Kamis, 19 Februari 2009

Keberagaman Identitas dalam Kesatuan Kultur

PENGUASAAN pilihan politik di Kepulauan Riau tak terlepas dari kemampuan parpol menguasai basis massa di kawasan pedesaan. Hal ini terkait dengan kondisi geografis wilayah yang tersebar di 2.408 pulau dengan beragam karakter demografis.

Dari keseluruhan wilayah Provinsi Kepri, yang terdiri dari empat kabupaten dan dua wilayah kota, tercatat Kota Batam dan Kota Tanjung Pinang yang paling banyak memiliki daerah yang bisa dikategorikan wilayah perkotaan. Kategorisasi ”kota” ini diukur dari ketersediaan infrastruktur perkotaan, karakter demografis, dan perkembangan pembangunan sektor industri.

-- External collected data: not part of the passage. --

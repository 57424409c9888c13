use ragwatch::{
    BankerInput, RequestDecision, SafetyChecker, SafetyReport, Scenario, SimError, Strategy,
    WaitReason,
};
mod common;
use common::{TWO_WAY, load};

fn resources() -> Vec<String> {
    vec!["Printer".into(), "Disk".into(), "Tape".into()]
}

fn textbook(available: Vec<u32>) -> BankerInput {
    BankerInput::new(resources(), available)
        .process("P1", vec![2, 1, 1], vec![1, 0, 1])
        .process("P2", vec![1, 2, 1], vec![0, 1, 0])
        .process("P3", vec![1, 1, 2], vec![0, 0, 1])
}

/// Walk `sequence` and check every process can finish in that order
fn replay(input: &BankerInput, sequence: &[String]) {
    let mut work = input.available.clone();
    for id in sequence {
        let p = input.processes.iter().find(|p| &p.id == id).unwrap();
        for r in 0..work.len() {
            let need = p.max[r] - p.allocated[r];
            assert!(need <= work[r], "{id} needs {need} of resource {r}, only {} left", work[r]);
            work[r] += p.allocated[r];
        }
    }
    assert_eq!(sequence.len(), input.processes.len());
}

#[test]
fn test_safe_state_has_replayable_sequence() {
    let input = textbook(vec![1, 1, 0]);
    let report = SafetyChecker::check(&input).unwrap();
    assert!(report.is_safe());
    let sequence = report.sequence().unwrap();
    assert!(!sequence.is_empty());
    replay(&input, sequence);
    assert!(report.describe().starts_with("System is in a safe state"));
}

#[test]
fn test_exhausted_state_is_unsafe() {
    let report = SafetyChecker::check(&textbook(vec![0, 0, 0])).unwrap();
    assert!(!report.is_safe());
    assert!(report.sequence().is_none());
    match report {
        SafetyReport::Unsafe { finished, blocked } => {
            assert!(finished.is_empty());
            assert_eq!(blocked, ["P1", "P2", "P3"]);
        }
        SafetyReport::Safe { .. } => unreachable!(),
    }
}

#[test]
fn test_negative_need_is_invalid_state() {
    let input =
        BankerInput::new(resources(), vec![1, 1, 1]).process("P1", vec![1, 0, 0], vec![2, 0, 0]);
    assert!(matches!(SafetyChecker::check(&input), Err(SimError::InvalidState(_))));
}

#[test]
fn test_request_evaluation() {
    let input = textbook(vec![1, 1, 0]);

    let decision = SafetyChecker::evaluate_request(&input, "P1", &[1, 0, 0]).unwrap();
    assert!(matches!(decision, RequestDecision::Grant { .. }));

    let decision = SafetyChecker::evaluate_request(&input, "P3", &[0, 0, 1]).unwrap();
    assert_eq!(
        decision,
        RequestDecision::Wait {
            reason: WaitReason::Unavailable
        }
    );

    assert!(matches!(
        SafetyChecker::evaluate_request(&input, "P1", &[2, 0, 0]),
        Err(SimError::InvalidState(_))
    ));
}

#[test]
fn test_scenario_and_engine_agree() {
    let scenario = Scenario::from_json(TWO_WAY).unwrap();
    let offline = SafetyChecker::check(&scenario.banker_input()).unwrap();
    let engine = load(TWO_WAY);
    let live = engine.safety_check().unwrap();
    assert_eq!(offline, live);
    assert!(!live.is_safe());
}

#[test]
fn test_safety_check_needs_declared_maximums() {
    let engine = ragwatch::Ragwatch::new().build().unwrap();
    engine.add_process("P1", Strategy::Normal).unwrap();
    assert!(matches!(engine.safety_check(), Err(SimError::InvalidState(_))));
}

Hal ini sejalan dengan ”pola” kemenangan Partai Golkar di wilayah pedesaan. Jika memerikan hasil Pemilu 2004 di Kepri, tampak partai Golkar unggul di kawasan yang mayoritas penduduknya tinggal di pedesaan. Semakin banyak penduduk pedesaan di satu daerah, semakin besar pula perolehan suara Golkar di daerah itu.

Persentase perolehan suara Golkar paling banyak terdistribusi di Natuna (72,6 persen penduduknya tinggal di daerah pedesaan) dan di Lingga (65,9 persen penduduk tinggal di pedesaan). Di dua daerah itu Partai Golkar meraup masing-masing 25,39 persen dan 23,21 persen suara. Adapun di Karimun, Golkar unggul dengan 19,44 persen suara dan di Kabupaten Kepulauan Riau menang dengan 18,37 persen suara.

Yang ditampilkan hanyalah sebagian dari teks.